Start of Data shown
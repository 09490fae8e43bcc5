//! Trip Journal mock backend.
//!
//! Serves trips, activities and statistics from flat JSON files and issues mock bearer tokens.

use tracing_subscriber::{layer::SubscriberExt, util::SubscriberInitExt, EnvFilter};

use trip_journal::config::Config;
use trip_journal::{create_router, db, AppState};

#[tokio::main]
async fn main() -> Result<(), Box<dyn std::error::Error>> {
    // Load configuration
    let config = Config::from_env()?;

    // Initialize logging
    let env_filter =
        EnvFilter::try_from_default_env().unwrap_or_else(|_| EnvFilter::new(&config.log_level));

    tracing_subscriber::registry()
        .with(env_filter)
        .with(tracing_subscriber::fmt::layer())
        .init();

    tracing::info!("Starting Trip Journal mock backend");
    tracing::info!("Data directory: {:?}", config.data_dir);
    tracing::info!("Uploads directory: {:?}", config.uploads_dir);
    tracing::info!("Bind address: {}", config.bind_addr);

    if config.uses_dev_secrets() {
        tracing::warn!(
            "Using development token secrets (TRIPS_JWT_SECRET / TRIPS_JWT_REFRESH_SECRET)"
        );
    }

    tokio::fs::create_dir_all(&config.uploads_dir).await?;

    // Load the dataset
    let repo = db::init_dataset(&config.trips_path(), &config.activities_path()).await?;

    let bind_addr = config.bind_addr;
    let app = create_router(AppState::new(repo, config));

    // Start server
    let listener = tokio::net::TcpListener::bind(bind_addr).await?;
    tracing::info!("Server listening on {}", bind_addr);

    axum::serve(listener, app).await?;

    Ok(())
}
End of Data shown
** What the exercise asks **
Would you return all lines from the preceding listing that contain the word "backend"?

** Solution to the problem **
//! Trip Journal mock backend.
    tracing::info!("Starting Trip Journal mock backend");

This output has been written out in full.